INFORMATION SUPPLIED:

◇ ◇ ◇

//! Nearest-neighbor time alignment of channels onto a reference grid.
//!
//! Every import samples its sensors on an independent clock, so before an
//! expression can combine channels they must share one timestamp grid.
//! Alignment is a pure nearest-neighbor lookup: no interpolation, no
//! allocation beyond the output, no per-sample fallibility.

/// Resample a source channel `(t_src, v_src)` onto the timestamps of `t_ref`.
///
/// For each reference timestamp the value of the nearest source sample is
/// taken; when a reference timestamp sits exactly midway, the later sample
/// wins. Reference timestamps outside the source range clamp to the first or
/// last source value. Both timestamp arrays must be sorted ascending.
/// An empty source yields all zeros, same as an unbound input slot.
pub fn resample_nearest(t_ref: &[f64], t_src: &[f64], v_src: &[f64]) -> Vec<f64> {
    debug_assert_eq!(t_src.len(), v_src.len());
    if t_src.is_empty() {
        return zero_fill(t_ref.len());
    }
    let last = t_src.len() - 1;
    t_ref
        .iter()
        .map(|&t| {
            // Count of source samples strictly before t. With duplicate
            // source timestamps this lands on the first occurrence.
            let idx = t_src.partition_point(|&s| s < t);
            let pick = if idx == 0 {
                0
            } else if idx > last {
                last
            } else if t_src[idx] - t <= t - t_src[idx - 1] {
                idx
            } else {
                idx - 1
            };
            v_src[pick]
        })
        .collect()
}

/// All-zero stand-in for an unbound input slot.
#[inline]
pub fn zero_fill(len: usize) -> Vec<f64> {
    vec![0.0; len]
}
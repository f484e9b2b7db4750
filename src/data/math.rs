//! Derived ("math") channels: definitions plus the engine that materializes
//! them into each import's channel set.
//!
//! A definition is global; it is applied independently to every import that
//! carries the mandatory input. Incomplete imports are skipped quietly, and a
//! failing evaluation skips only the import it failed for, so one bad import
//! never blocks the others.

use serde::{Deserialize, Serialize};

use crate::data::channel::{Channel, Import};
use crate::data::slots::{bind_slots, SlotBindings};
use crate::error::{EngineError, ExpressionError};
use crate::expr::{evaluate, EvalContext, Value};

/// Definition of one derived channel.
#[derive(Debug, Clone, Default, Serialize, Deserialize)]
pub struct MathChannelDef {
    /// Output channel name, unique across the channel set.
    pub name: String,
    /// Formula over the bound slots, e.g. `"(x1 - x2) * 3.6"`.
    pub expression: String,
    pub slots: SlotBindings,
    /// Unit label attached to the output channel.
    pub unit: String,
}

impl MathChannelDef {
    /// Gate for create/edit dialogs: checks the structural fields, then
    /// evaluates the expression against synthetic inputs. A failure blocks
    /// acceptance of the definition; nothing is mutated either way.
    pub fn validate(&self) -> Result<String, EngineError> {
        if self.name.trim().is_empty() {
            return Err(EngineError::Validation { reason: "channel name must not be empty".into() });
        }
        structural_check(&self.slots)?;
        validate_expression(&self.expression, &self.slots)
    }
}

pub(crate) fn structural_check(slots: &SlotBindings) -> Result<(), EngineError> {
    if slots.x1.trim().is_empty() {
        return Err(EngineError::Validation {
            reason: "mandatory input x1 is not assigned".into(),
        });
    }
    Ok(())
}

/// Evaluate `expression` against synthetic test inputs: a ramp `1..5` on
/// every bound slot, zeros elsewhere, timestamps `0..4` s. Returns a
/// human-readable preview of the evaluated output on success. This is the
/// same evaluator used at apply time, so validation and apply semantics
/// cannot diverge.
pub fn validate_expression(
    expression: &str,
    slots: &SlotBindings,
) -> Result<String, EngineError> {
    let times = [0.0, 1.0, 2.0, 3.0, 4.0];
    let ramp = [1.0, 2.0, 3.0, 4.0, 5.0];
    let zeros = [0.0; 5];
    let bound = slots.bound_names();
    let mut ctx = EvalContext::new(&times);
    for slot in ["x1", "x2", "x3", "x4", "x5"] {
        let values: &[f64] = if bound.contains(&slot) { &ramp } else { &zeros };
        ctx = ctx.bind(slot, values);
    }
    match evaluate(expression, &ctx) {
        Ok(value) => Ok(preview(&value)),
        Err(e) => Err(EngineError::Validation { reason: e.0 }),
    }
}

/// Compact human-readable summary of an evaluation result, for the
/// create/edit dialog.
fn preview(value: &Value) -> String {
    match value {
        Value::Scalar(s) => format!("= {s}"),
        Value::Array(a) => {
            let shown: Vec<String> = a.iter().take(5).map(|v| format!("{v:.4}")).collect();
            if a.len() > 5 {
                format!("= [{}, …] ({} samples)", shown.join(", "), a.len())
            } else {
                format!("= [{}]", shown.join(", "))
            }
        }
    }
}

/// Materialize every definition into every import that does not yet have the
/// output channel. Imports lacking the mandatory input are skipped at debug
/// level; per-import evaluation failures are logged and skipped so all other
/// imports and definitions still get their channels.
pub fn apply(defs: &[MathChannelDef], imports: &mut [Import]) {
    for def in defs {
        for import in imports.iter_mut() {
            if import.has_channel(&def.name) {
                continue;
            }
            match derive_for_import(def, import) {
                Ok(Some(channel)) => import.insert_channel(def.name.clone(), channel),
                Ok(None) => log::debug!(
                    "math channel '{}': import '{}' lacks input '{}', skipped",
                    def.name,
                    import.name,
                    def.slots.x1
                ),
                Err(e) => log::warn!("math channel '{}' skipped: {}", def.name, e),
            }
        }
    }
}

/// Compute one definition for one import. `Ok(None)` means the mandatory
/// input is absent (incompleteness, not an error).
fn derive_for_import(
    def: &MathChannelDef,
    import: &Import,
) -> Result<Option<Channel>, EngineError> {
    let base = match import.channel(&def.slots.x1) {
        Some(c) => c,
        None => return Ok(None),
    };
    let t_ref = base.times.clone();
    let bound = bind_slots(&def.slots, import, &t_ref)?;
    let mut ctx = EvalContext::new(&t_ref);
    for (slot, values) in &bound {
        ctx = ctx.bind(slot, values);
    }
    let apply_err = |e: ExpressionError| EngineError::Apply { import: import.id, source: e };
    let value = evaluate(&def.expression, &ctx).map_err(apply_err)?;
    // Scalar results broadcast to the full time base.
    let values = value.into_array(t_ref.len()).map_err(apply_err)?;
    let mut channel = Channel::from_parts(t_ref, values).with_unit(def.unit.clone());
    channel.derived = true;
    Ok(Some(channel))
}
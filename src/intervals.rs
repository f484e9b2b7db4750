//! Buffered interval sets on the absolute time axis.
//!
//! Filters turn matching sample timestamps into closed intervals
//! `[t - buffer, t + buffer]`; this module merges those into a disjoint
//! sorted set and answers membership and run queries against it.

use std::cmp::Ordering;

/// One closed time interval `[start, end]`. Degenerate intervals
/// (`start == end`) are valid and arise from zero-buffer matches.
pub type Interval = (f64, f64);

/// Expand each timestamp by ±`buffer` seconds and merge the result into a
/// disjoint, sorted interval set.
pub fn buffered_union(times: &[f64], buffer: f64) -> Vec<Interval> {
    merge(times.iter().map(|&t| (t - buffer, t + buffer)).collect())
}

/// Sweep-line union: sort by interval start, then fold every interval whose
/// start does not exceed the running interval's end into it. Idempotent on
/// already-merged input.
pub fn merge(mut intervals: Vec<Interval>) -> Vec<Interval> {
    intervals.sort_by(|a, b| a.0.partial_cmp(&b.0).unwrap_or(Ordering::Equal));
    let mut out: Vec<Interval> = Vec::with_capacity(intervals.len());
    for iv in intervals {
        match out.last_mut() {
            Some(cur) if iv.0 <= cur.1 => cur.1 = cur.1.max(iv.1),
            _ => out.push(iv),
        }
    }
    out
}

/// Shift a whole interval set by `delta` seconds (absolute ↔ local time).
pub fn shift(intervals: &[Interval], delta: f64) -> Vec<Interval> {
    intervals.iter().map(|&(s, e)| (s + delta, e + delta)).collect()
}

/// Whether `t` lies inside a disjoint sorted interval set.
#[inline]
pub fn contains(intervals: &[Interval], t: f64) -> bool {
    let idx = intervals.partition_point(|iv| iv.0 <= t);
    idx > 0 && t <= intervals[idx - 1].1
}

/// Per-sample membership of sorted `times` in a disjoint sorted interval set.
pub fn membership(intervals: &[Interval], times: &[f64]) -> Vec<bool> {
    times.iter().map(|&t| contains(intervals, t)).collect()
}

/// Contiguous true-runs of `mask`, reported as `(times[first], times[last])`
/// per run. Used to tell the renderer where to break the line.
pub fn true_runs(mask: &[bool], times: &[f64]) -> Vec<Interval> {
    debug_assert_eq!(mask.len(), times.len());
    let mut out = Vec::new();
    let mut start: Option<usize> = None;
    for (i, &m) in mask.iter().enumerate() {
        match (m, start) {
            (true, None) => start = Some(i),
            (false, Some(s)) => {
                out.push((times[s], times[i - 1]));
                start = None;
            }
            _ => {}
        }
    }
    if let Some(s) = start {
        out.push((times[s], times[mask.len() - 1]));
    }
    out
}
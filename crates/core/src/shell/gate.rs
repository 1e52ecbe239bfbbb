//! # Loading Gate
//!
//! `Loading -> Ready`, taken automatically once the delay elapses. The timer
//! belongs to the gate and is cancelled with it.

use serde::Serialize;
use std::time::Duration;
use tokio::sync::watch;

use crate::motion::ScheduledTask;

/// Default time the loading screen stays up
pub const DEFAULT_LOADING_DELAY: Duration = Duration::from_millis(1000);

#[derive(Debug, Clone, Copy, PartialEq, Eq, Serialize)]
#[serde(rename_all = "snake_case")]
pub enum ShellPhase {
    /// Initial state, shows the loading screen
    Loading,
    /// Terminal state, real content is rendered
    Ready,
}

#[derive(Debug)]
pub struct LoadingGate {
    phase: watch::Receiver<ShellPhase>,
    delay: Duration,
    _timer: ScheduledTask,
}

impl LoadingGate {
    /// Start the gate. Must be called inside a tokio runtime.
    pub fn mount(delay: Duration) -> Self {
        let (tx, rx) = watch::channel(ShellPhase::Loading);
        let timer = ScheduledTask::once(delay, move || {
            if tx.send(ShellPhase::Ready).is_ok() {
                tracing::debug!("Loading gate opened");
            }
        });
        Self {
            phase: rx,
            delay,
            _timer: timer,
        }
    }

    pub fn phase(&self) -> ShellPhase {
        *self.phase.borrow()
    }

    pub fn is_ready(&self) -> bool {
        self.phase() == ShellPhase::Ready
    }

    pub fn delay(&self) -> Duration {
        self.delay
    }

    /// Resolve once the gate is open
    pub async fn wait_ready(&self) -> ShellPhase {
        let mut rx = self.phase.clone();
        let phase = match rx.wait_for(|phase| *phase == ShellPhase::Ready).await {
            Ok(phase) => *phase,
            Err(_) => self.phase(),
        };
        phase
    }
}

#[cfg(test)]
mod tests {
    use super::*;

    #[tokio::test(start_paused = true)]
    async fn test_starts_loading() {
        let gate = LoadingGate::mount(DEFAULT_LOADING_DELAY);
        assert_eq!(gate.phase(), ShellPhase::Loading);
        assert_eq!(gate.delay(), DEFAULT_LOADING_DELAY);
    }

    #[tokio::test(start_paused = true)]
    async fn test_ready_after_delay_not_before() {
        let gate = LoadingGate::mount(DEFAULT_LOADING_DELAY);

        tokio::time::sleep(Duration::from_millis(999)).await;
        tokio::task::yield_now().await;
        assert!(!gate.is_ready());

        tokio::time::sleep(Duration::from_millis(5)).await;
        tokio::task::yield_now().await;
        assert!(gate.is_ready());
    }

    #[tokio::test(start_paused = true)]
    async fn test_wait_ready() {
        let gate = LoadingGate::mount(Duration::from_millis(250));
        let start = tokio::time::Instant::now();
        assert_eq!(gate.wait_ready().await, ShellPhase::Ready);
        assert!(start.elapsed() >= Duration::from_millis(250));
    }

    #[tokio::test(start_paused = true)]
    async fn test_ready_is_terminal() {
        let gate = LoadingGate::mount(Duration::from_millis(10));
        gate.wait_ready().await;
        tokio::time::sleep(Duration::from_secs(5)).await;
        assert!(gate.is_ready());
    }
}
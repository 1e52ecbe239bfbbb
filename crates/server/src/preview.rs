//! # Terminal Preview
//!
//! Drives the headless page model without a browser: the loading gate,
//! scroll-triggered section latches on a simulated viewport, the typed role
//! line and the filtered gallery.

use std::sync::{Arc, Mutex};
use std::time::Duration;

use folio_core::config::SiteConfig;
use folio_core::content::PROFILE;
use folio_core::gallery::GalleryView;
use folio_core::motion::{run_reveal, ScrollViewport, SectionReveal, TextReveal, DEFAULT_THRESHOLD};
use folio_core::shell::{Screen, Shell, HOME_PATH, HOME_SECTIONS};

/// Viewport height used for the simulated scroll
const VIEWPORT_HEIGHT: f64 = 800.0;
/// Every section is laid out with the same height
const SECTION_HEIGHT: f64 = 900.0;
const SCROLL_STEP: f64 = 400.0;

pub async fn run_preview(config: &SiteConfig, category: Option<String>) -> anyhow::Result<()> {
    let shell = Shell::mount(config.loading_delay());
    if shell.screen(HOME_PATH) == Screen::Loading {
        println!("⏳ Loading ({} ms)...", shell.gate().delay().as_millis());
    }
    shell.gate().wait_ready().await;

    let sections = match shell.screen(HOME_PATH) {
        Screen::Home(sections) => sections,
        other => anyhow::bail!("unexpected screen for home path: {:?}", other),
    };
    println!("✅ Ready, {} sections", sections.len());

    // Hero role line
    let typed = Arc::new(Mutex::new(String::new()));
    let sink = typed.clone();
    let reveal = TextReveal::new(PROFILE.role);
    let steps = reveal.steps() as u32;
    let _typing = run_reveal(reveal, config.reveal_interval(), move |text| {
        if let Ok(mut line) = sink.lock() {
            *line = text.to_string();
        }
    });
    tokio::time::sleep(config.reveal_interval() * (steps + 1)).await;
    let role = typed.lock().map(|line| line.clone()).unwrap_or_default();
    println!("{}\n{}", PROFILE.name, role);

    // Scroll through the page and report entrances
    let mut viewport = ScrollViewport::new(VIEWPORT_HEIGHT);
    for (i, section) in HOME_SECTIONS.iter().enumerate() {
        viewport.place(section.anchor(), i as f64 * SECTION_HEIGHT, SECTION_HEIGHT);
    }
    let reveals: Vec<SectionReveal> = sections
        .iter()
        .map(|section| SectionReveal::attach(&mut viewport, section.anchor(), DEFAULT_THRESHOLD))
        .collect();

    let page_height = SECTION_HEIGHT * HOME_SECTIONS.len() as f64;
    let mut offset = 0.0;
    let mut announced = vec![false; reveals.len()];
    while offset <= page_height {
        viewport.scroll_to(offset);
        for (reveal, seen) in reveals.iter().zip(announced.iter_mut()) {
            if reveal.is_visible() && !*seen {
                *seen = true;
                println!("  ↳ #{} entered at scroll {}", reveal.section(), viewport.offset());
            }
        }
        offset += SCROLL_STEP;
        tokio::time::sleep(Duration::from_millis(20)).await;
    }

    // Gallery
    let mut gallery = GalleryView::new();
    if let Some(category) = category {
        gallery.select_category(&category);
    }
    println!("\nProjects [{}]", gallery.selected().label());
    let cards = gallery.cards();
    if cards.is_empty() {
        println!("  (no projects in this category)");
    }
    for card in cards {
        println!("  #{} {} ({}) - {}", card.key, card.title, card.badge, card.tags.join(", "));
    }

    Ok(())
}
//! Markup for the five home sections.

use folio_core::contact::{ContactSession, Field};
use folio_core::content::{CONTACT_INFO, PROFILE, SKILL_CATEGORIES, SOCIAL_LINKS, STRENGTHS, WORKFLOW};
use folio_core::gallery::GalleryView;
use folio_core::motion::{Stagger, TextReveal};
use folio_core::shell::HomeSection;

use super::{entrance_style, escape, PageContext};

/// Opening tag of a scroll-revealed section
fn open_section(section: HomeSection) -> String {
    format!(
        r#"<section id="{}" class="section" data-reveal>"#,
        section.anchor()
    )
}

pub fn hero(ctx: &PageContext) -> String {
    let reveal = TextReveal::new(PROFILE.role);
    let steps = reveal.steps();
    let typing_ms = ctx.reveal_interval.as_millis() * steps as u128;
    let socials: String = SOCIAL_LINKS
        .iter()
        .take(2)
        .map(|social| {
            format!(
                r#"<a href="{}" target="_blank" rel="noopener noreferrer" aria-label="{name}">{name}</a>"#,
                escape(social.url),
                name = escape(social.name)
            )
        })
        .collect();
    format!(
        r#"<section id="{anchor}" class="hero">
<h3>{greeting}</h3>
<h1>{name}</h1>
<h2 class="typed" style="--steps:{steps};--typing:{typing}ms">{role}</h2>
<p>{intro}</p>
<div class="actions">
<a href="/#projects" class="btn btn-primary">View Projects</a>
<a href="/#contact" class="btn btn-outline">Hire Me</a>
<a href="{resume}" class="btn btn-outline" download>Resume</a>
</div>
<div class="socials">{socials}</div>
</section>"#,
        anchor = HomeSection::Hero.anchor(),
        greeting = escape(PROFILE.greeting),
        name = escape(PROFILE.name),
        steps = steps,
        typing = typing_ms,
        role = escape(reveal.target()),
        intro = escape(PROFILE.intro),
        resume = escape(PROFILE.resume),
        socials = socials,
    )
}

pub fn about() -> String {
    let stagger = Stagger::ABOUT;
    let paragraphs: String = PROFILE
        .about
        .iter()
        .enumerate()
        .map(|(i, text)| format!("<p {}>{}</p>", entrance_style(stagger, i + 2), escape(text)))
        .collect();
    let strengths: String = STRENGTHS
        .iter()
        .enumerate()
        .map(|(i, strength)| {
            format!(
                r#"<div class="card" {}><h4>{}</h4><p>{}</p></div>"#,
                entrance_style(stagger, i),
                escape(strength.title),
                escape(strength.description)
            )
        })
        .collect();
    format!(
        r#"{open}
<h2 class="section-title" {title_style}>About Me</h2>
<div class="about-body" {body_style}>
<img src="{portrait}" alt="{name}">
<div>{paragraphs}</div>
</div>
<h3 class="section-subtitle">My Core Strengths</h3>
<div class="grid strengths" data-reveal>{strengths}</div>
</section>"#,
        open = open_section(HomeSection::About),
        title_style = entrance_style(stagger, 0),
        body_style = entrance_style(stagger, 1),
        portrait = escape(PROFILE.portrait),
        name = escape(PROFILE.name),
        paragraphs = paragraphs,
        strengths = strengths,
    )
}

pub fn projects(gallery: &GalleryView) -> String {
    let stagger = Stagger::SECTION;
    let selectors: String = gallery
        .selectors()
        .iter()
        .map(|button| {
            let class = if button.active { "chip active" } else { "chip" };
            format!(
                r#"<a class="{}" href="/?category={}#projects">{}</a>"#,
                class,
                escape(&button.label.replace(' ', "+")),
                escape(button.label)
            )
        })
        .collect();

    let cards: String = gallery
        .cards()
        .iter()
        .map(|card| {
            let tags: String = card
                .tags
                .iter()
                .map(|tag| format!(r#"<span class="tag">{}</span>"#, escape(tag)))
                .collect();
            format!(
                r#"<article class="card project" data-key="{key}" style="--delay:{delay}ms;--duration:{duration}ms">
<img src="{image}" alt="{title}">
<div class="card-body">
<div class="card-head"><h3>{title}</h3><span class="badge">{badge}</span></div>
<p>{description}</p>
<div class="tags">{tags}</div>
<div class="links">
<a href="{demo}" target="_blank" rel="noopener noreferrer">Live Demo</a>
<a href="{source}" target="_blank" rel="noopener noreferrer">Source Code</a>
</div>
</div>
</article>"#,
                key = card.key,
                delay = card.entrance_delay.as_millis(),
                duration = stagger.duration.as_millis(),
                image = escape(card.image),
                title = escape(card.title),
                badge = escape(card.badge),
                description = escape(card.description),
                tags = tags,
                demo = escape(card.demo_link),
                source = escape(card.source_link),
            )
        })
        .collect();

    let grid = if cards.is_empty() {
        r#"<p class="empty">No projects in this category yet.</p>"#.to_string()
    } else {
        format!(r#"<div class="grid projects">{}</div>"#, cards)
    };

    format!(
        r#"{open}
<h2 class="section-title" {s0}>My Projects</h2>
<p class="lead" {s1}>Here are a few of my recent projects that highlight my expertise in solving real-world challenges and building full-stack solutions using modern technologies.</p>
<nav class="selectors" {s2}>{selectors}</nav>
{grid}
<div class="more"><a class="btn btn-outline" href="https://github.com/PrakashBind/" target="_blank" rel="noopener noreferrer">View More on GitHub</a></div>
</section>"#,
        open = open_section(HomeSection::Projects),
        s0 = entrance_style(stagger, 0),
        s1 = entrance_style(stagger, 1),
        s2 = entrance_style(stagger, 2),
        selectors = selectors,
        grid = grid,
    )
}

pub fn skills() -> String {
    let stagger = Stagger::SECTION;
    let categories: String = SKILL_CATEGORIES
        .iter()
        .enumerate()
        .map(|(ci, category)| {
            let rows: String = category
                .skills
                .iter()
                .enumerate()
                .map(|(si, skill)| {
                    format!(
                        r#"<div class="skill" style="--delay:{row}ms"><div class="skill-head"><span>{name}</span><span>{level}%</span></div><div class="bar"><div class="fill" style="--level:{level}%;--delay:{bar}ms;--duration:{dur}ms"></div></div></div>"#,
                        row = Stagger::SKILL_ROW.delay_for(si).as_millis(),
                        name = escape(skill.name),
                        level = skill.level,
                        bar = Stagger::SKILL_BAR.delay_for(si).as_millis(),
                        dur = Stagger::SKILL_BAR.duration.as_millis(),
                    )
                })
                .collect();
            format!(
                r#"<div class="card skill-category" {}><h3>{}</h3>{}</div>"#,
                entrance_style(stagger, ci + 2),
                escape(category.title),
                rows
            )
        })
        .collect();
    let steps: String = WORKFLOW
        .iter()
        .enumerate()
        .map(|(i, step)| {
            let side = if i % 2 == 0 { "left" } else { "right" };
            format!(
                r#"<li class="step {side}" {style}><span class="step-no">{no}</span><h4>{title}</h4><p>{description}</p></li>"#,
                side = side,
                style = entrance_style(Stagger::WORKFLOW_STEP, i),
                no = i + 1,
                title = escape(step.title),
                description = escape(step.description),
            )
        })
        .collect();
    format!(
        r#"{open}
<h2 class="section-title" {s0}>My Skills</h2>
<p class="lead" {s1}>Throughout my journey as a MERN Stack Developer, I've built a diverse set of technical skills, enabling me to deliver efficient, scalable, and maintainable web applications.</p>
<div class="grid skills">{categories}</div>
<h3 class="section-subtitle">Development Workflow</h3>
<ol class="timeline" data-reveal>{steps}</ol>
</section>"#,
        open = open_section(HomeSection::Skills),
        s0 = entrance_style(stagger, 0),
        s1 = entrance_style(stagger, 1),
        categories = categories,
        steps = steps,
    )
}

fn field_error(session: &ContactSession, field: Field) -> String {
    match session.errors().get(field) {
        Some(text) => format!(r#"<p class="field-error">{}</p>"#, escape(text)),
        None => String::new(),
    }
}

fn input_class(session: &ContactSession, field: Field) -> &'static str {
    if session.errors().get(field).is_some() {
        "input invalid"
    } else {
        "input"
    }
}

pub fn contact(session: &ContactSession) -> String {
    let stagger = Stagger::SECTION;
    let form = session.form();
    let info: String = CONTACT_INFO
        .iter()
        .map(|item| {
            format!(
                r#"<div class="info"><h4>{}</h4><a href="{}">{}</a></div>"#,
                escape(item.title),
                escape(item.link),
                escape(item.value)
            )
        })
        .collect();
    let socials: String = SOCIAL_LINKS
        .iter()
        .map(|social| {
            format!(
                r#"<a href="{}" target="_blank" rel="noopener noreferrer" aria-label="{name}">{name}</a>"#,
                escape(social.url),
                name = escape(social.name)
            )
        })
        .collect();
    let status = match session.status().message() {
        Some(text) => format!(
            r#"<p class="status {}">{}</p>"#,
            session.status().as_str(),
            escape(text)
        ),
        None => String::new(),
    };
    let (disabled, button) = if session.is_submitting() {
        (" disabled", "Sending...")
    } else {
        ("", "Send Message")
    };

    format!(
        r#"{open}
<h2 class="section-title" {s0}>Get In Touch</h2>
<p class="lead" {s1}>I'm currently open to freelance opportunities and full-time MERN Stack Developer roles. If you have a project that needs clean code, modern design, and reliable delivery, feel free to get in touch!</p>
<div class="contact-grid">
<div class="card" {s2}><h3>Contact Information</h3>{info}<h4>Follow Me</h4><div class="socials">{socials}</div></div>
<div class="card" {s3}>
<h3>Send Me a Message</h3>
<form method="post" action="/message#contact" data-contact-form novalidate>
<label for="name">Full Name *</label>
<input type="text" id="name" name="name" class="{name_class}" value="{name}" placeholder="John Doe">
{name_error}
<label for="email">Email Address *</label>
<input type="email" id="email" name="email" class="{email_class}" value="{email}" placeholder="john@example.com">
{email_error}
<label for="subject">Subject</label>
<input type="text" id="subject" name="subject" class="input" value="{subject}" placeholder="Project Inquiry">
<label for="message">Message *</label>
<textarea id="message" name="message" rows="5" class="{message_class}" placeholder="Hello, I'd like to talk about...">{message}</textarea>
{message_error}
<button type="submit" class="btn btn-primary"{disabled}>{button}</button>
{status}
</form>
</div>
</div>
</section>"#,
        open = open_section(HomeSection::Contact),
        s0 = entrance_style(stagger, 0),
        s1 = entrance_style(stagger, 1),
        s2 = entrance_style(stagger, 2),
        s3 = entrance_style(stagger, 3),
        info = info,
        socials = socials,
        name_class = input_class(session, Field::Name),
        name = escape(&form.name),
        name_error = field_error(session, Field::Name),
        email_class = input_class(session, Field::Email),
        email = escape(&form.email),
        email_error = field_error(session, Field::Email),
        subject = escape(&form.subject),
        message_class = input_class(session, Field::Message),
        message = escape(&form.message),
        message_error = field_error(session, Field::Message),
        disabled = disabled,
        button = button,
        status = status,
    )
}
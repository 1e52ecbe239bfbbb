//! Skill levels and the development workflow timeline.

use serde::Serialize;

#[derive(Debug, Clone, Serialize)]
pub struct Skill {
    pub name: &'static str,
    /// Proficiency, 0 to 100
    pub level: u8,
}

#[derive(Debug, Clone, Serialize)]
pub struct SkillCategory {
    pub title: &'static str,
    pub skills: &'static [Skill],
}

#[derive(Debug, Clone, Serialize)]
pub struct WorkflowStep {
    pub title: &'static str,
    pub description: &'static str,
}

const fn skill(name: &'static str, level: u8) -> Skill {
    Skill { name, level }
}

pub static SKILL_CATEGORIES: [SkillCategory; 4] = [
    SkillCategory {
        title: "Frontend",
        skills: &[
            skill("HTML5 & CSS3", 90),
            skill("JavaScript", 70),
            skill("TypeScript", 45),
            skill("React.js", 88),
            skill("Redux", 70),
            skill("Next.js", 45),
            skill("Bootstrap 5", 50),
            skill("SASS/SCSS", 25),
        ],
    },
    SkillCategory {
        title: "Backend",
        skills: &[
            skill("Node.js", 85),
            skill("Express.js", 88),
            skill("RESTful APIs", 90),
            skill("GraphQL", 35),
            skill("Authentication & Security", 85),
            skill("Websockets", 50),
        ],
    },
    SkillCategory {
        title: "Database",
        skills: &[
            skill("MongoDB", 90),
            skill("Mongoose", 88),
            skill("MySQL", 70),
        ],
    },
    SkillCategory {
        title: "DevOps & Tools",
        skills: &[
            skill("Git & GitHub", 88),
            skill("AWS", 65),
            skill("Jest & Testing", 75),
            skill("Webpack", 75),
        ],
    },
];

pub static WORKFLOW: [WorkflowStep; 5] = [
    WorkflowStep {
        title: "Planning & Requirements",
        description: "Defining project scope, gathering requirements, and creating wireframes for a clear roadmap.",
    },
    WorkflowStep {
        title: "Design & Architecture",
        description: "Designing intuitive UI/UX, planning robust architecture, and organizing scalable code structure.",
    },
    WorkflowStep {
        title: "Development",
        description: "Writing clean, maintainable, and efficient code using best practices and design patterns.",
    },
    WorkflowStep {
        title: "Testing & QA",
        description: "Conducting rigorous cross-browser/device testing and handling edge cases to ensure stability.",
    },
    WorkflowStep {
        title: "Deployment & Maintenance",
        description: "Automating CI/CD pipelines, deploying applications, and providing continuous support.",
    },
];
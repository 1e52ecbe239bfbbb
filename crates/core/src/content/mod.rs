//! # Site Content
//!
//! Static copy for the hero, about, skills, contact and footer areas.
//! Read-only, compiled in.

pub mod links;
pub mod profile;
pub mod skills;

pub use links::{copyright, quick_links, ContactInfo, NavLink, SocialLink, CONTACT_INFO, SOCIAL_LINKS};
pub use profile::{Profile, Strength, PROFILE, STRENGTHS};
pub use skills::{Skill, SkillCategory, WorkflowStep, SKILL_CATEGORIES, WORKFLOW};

◇ ◇ ◇

Check the entries above for the word "impl" and copy every line where it turns up.

impl MathChannelDef {
impl LoadingGate {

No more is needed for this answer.